**EXERCISE OBJECTIVE:** Nothing in the records below may change; print them all exactly.

**DATASET EXTRACT:**

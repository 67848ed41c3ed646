#![forbid(unsafe_code)]

//! Scroll actions and the pure state reducer.
//!
//! The engine's entire mutable surface is one [`ScrollState`] cell, replaced
//! wholesale by [`reduce`] for every [`ScrollAction`]. Nothing here touches
//! the host: real scrolls are executed by the embedder and confirmed back
//! through [`ScrollAction::OnScroll`].
//!
//! # Anchor + delta
//!
//! At very large row counts, virtual offsets grow big enough that recomputing
//! them from the real position on every pixel of motion accumulates visible
//! floating-point error. The state therefore splits the virtual position into
//! a coarse anchor ([`ScrollState::virtual_base`]), updated rarely and
//! exactly from real coordinates, plus a small bounded delta
//! ([`ScrollState::virtual_delta`]) that absorbs ordinary wheel and keyboard
//! motion. The delta is reset whenever it would otherwise grow past the
//! configured large-jump threshold, so every arithmetic step stays in safe
//! numeric range. Collapsing the pair into a single floating offset would
//! reintroduce the jitter this split exists to prevent.

use crate::config::ScrollConfig;
use crate::error::ScrollError;
use crate::scale::Scale;

/// Discrete inputs processed by [`reduce`].
#[derive(Debug, Clone, Copy, PartialEq)]
#[cfg_attr(feature = "serde", derive(serde::Serialize, serde::Deserialize))]
#[cfg_attr(feature = "serde", serde(rename_all = "snake_case"))]
pub enum ScrollAction {
    /// Install a new coordinate scale after a geometry change.
    SetScale(Scale),
    /// A native scroll notification from the host viewport.
    OnScroll { scroll_top: f64 },
    /// A programmatic scroll was just issued against the host viewport; the
    /// confirming native notification has not arrived yet.
    ScrollTo { scroll_top: f64 },
    /// Adjust the virtual delta only; the real scrollbar does not move.
    AddDelta { delta: f64 },
}

/// Scroll position state: the last observed real position plus the
/// anchor/delta decomposition of the virtual position.
#[derive(Debug, Clone, PartialEq, Default)]
#[cfg_attr(feature = "serde", derive(serde::Serialize, serde::Deserialize))]
pub struct ScrollState {
    scale: Option<Scale>,
    scroll_top: Option<f64>,
    virtual_base: Option<f64>,
    virtual_delta: f64,
    is_scrolling: bool,
}

impl ScrollState {
    /// Empty state: nothing observed, no scale installed.
    #[must_use]
    pub fn new() -> Self {
        Self::default()
    }

    /// Currently installed scale, if any.
    #[must_use]
    pub fn scale(&self) -> Option<Scale> {
        self.scale
    }

    /// Last observed real scroll position.
    #[must_use]
    pub fn scroll_top(&self) -> Option<f64> {
        self.scroll_top
    }

    /// The anchor: virtual position corresponding to the real position at the
    /// last (re-)anchoring.
    #[must_use]
    pub fn virtual_base(&self) -> Option<f64> {
        self.virtual_base
    }

    /// Small movement accumulated since the anchor.
    #[must_use]
    pub fn virtual_delta(&self) -> f64 {
        self.virtual_delta
    }

    /// Whether a programmatic scroll is in flight.
    #[must_use]
    pub fn is_scrolling(&self) -> bool {
        self.is_scrolling
    }

    /// Effective virtual scroll position, once anchored.
    #[must_use]
    pub fn virtual_scroll_top(&self) -> Option<f64> {
        self.virtual_base.map(|base| base + self.virtual_delta)
    }
}

/// Apply one action to the state, returning the replacement state.
///
/// Pure and synchronous: the input state is never mutated, and feeding the
/// same state and action always produces the same result. On error the caller
/// keeps the old state.
pub fn reduce(
    state: &ScrollState,
    action: &ScrollAction,
    config: &ScrollConfig,
) -> Result<ScrollState, ScrollError> {
    match *action {
        ScrollAction::SetScale(scale) => set_scale(state, scale),
        ScrollAction::OnScroll { scroll_top } => on_scroll(state, scroll_top, config),
        ScrollAction::ScrollTo { scroll_top } => scroll_to(state, scroll_top),
        ScrollAction::AddDelta { delta } => add_delta(state, delta),
    }
}

fn finite(name: &'static str, value: f64) -> Result<f64, ScrollError> {
    if value.is_finite() {
        Ok(value)
    } else {
        Err(ScrollError::NonFiniteInput { name, value })
    }
}

fn set_scale(state: &ScrollState, scale: Scale) -> Result<ScrollState, ScrollError> {
    let mut next = state.clone();
    if next.virtual_base.is_none()
        && let Some(scroll_top) = next.scroll_top
    {
        // Derive the anchor so the effective virtual position matches the
        // known real position, keeping any delta accumulated before the
        // scale existed.
        next.virtual_base = Some(scale.to_virtual(scroll_top) - next.virtual_delta);
    }
    next.scale = Some(scale);
    Ok(next)
}

fn on_scroll(
    state: &ScrollState,
    scroll_top: f64,
    config: &ScrollConfig,
) -> Result<ScrollState, ScrollError> {
    let scroll_top = finite("scroll_top", scroll_top)?;
    let mut next = state.clone();
    next.is_scrolling = false;
    next.scroll_top = Some(scroll_top);

    let Some(scale) = state.scale else {
        // No coordinate mapping yet; only the raw position can be recorded.
        return Ok(next);
    };
    let max = scale.max_scroll_top();
    let anchored = scale.to_virtual(scroll_top.clamp(0.0, max));

    let (Some(prev_top), Some(_)) = (state.scroll_top, state.virtual_base) else {
        // First observation: anchor exactly.
        next.virtual_base = Some(anchored);
        next.virtual_delta = 0.0;
        return Ok(next);
    };

    let delta = scroll_top - prev_top;
    let at_rail = scroll_top <= 0.0 || scroll_top >= max;
    let large_jump = delta.abs() > config.large_jump_px
        || (state.virtual_delta + delta).abs() > config.large_jump_px;

    if at_rail || large_jump {
        #[cfg(feature = "tracing")]
        tracing::trace!(scroll_top, delta, at_rail, "re-anchoring");
        next.virtual_base = Some(anchored);
        next.virtual_delta = 0.0;
    } else {
        next.virtual_delta = state.virtual_delta + delta;
    }
    Ok(next)
}

fn scroll_to(state: &ScrollState, scroll_top: f64) -> Result<ScrollState, ScrollError> {
    let scroll_top = finite("scroll_top", scroll_top)?;
    let Some(scale) = state.scale else {
        return Err(ScrollError::ScaleNotSet);
    };
    let mut next = state.clone();
    next.is_scrolling = true;
    next.scroll_top = Some(scroll_top);
    next.virtual_base = Some(scale.to_virtual(scroll_top.clamp(0.0, scale.max_scroll_top())));
    next.virtual_delta = 0.0;
    Ok(next)
}

fn add_delta(state: &ScrollState, delta: f64) -> Result<ScrollState, ScrollError> {
    let delta = finite("delta", delta)?;
    let mut next = state.clone();
    next.virtual_delta += delta;
    Ok(next)
}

**PROBLEM SOLUTION:**
repository 67848ed41c3ed646
#![forbid(unsafe_code)]

//! Scroll actions and the pure state reducer.
//!
//! The engine's entire mutable surface is one [`ScrollState`] cell, replaced
//! wholesale by [`reduce`] for every [`ScrollAction`]. Nothing here touches
//! the host: real scrolls are executed by the embedder and confirmed back
//! through [`ScrollAction::OnScroll`].
//!
//! # Anchor + delta
//!
//! At very large row counts, virtual offsets grow big enough that recomputing
//! them from the real position on every pixel of motion accumulates visible
//! floating-point error. The state therefore splits the virtual position into
//! a coarse anchor ([`ScrollState::virtual_base`]), updated rarely and
//! exactly from real coordinates, plus a small bounded delta
//! ([`ScrollState::virtual_delta`]) that absorbs ordinary wheel and keyboard
//! motion. The delta is reset whenever it would otherwise grow past the
//! configured large-jump threshold, so every arithmetic step stays in safe
//! numeric range. Collapsing the pair into a single floating offset would
//! reintroduce the jitter this split exists to prevent.

use crate::config::ScrollConfig;
use crate::error::ScrollError;
use crate::scale::Scale;

/// Discrete inputs processed by [`reduce`].
#[derive(Debug, Clone, Copy, PartialEq)]
#[cfg_attr(feature = "serde", derive(serde::Serialize, serde::Deserialize))]
#[cfg_attr(feature = "serde", serde(rename_all = "snake_case"))]
pub enum ScrollAction {
    /// Install a new coordinate scale after a geometry change.
    SetScale(Scale),
    /// A native scroll notification from the host viewport.
    OnScroll { scroll_top: f64 },
    /// A programmatic scroll was just issued against the host viewport; the
    /// confirming native notification has not arrived yet.
    ScrollTo { scroll_top: f64 },
    /// Adjust the virtual delta only; the real scrollbar does not move.
    AddDelta { delta: f64 },
}

/// Scroll position state: the last observed real position plus the
/// anchor/delta decomposition of the virtual position.
#[derive(Debug, Clone, PartialEq, Default)]
#[cfg_attr(feature = "serde", derive(serde::Serialize, serde::Deserialize))]
pub struct ScrollState {
    scale: Option<Scale>,
    scroll_top: Option<f64>,
    virtual_base: Option<f64>,
    virtual_delta: f64,
    is_scrolling: bool,
}

impl ScrollState {
    /// Empty state: nothing observed, no scale installed.
    #[must_use]
    pub fn new() -> Self {
        Self::default()
    }

    /// Currently installed scale, if any.
    #[must_use]
    pub fn scale(&self) -> Option<Scale> {
        self.scale
    }

    /// Last observed real scroll position.
    #[must_use]
    pub fn scroll_top(&self) -> Option<f64> {
        self.scroll_top
    }

    /// The anchor: virtual position corresponding to the real position at the
    /// last (re-)anchoring.
    #[must_use]
    pub fn virtual_base(&self) -> Option<f64> {
        self.virtual_base
    }

    /// Small movement accumulated since the anchor.
    #[must_use]
    pub fn virtual_delta(&self) -> f64 {
        self.virtual_delta
    }

    /// Whether a programmatic scroll is in flight.
    #[must_use]
    pub fn is_scrolling(&self) -> bool {
        self.is_scrolling
    }

    /// Effective virtual scroll position, once anchored.
    #[must_use]
    pub fn virtual_scroll_top(&self) -> Option<f64> {
        self.virtual_base.map(|base| base + self.virtual_delta)
    }
}

/// Apply one action to the state, returning the replacement state.
///
/// Pure and synchronous: the input state is never mutated, and feeding the
/// same state and action always produces the same result. On error the caller
/// keeps the old state.
pub fn reduce(
    state: &ScrollState,
    action: &ScrollAction,
    config: &ScrollConfig,
) -> Result<ScrollState, ScrollError> {
    match *action {
        ScrollAction::SetScale(scale) => set_scale(state, scale),
        ScrollAction::OnScroll { scroll_top } => on_scroll(state, scroll_top, config),
        ScrollAction::ScrollTo { scroll_top } => scroll_to(state, scroll_top),
        ScrollAction::AddDelta { delta } => add_delta(state, delta),
    }
}

fn finite(name: &'static str, value: f64) -> Result<f64, ScrollError> {
    if value.is_finite() {
        Ok(value)
    } else {
        Err(ScrollError::NonFiniteInput { name, value })
    }
}

fn set_scale(state: &ScrollState, scale: Scale) -> Result<ScrollState, ScrollError> {
    let mut next = state.clone();
    if next.virtual_base.is_none()
        && let Some(scroll_top) = next.scroll_top
    {
        // Derive the anchor so the effective virtual position matches the
        // known real position, keeping any delta accumulated before the
        // scale existed.
        next.virtual_base = Some(scale.to_virtual(scroll_top) - next.virtual_delta);
    }
    next.scale = Some(scale);
    Ok(next)
}

fn on_scroll(
    state: &ScrollState,
    scroll_top: f64,
    config: &ScrollConfig,
) -> Result<ScrollState, ScrollError> {
    let scroll_top = finite("scroll_top", scroll_top)?;
    let mut next = state.clone();
    next.is_scrolling = false;
    next.scroll_top = Some(scroll_top);

    let Some(scale) = state.scale else {
        // No coordinate mapping yet; only the raw position can be recorded.
        return Ok(next);
    };
    let max = scale.max_scroll_top();
    let anchored = scale.to_virtual(scroll_top.clamp(0.0, max));

    let (Some(prev_top), Some(_)) = (state.scroll_top, state.virtual_base) else {
        // First observation: anchor exactly.
        next.virtual_base = Some(anchored);
        next.virtual_delta = 0.0;
        return Ok(next);
    };

    let delta = scroll_top - prev_top;
    let at_rail = scroll_top <= 0.0 || scroll_top >= max;
    let large_jump = delta.abs() > config.large_jump_px
        || (state.virtual_delta + delta).abs() > config.large_jump_px;

    if at_rail || large_jump {
        #[cfg(feature = "tracing")]
        tracing::trace!(scroll_top, delta, at_rail, "re-anchoring");
        next.virtual_base = Some(anchored);
        next.virtual_delta = 0.0;
    } else {
        next.virtual_delta = state.virtual_delta + delta;
    }
    Ok(next)
}

fn scroll_to(state: &ScrollState, scroll_top: f64) -> Result<ScrollState, ScrollError> {
    let scroll_top = finite("scroll_top", scroll_top)?;
    let Some(scale) = state.scale else {
        return Err(ScrollError::ScaleNotSet);
    };
    let mut next = state.clone();
    next.is_scrolling = true;
    next.scroll_top = Some(scroll_top);
    next.virtual_base = Some(scale.to_virtual(scroll_top.clamp(0.0, scale.max_scroll_top())));
    next.virtual_delta = 0.0;
    Ok(next)
}

fn add_delta(state: &ScrollState, delta: f64) -> Result<ScrollState, ScrollError> {
    let delta = finite("delta", delta)?;
    let mut next = state.clone();
    next.virtual_delta += delta;
    Ok(next)
}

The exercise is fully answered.